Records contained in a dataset
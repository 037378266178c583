use axum::http::StatusCode;
use axum::response::{IntoResponse, Response};
use axum::Json;
use thiserror::Error;

use linediff_protocol::{ErrorResponse, ProtocolError};

#[derive(Debug, Error)]
pub enum ServerError {
    #[error("bad request: {0}")]
    BadRequest(String),

    #[error(transparent)]
    Protocol(#[from] ProtocolError),

    #[error("configuration error: {0}")]
    Config(String),

    #[error("I/O error: {0}")]
    Io(#[from] std::io::Error),

    #[error("internal error: {0}")]
    Internal(String),
}

impl ServerError {
    pub fn status(&self) -> StatusCode {
        match self {
            Self::BadRequest(_) | Self::Protocol(_) => StatusCode::BAD_REQUEST,
            Self::Config(_) | Self::Io(_) | Self::Internal(_) => {
                StatusCode::INTERNAL_SERVER_ERROR
            }
        }
    }
}

impl IntoResponse for ServerError {
    fn into_response(self) -> Response {
        let status = self.status();
        if status.is_server_error() {
            tracing::error!(error = %self, "request failed");
        }
        (status, Json(ErrorResponse::new(self.to_string()))).into_response()
    }
}

pub type ServerResult<T> = Result<T, ServerError>;

#[cfg(test)]
mod tests {
    use super::*;

    #[test]
    fn client_errors_map_to_400() {
        assert_eq!(
            ServerError::BadRequest("x".into()).status(),
            StatusCode::BAD_REQUEST
        );
        assert_eq!(
            ServerError::from(ProtocolError::MissingTexts).status(),
            StatusCode::BAD_REQUEST
        );
    }

    #[test]
    fn protocol_message_is_passed_through() {
        let err = ServerError::from(ProtocolError::MissingTexts);
        assert_eq!(err.to_string(), "Both text1 and text2 are required.");
    }

    #[test]
    fn internal_errors_map_to_500() {
        assert_eq!(
            ServerError::Internal("join".into()).status(),
            StatusCode::INTERNAL_SERVER_ERROR
        );
    }
}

REQUIREMENT
Go through the entries above and write each one out exactly.

ANSWER TO THE PROBLEM
repository 037378266178c583
use axum::http::StatusCode;
use axum::response::{IntoResponse, Response};
use axum::Json;
use thiserror::Error;

use linediff_protocol::{ErrorResponse, ProtocolError};

#[derive(Debug, Error)]
pub enum ServerError {
    #[error("bad request: {0}")]
    BadRequest(String),

    #[error(transparent)]
    Protocol(#[from] ProtocolError),

    #[error("configuration error: {0}")]
    Config(String),

    #[error("I/O error: {0}")]
    Io(#[from] std::io::Error),

    #[error("internal error: {0}")]
    Internal(String),
}

impl ServerError {
    pub fn status(&self) -> StatusCode {
        match self {
            Self::BadRequest(_) | Self::Protocol(_) => StatusCode::BAD_REQUEST,
            Self::Config(_) | Self::Io(_) | Self::Internal(_) => {
                StatusCode::INTERNAL_SERVER_ERROR
            }
        }
    }
}

impl IntoResponse for ServerError {
    fn into_response(self) -> Response {
        let status = self.status();
        if status.is_server_error() {
            tracing::error!(error = %self, "request failed");
        }
        (status, Json(ErrorResponse::new(self.to_string()))).into_response()
    }
}

pub type ServerResult<T> = Result<T, ServerError>;

#[cfg(test)]
mod tests {
    use super::*;

    #[test]
    fn client_errors_map_to_400() {
        assert_eq!(
            ServerError::BadRequest("x".into()).status(),
            StatusCode::BAD_REQUEST
        );
        assert_eq!(
            ServerError::from(ProtocolError::MissingTexts).status(),
            StatusCode::BAD_REQUEST
        );
    }

    #[test]
    fn protocol_message_is_passed_through() {
        let err = ServerError::from(ProtocolError::MissingTexts);
        assert_eq!(err.to_string(), "Both text1 and text2 are required.");
    }

    #[test]
    fn internal_errors_map_to_500() {
        assert_eq!(
            ServerError::Internal("join".into()).status(),
            StatusCode::INTERNAL_SERVER_ERROR
        );
    }
}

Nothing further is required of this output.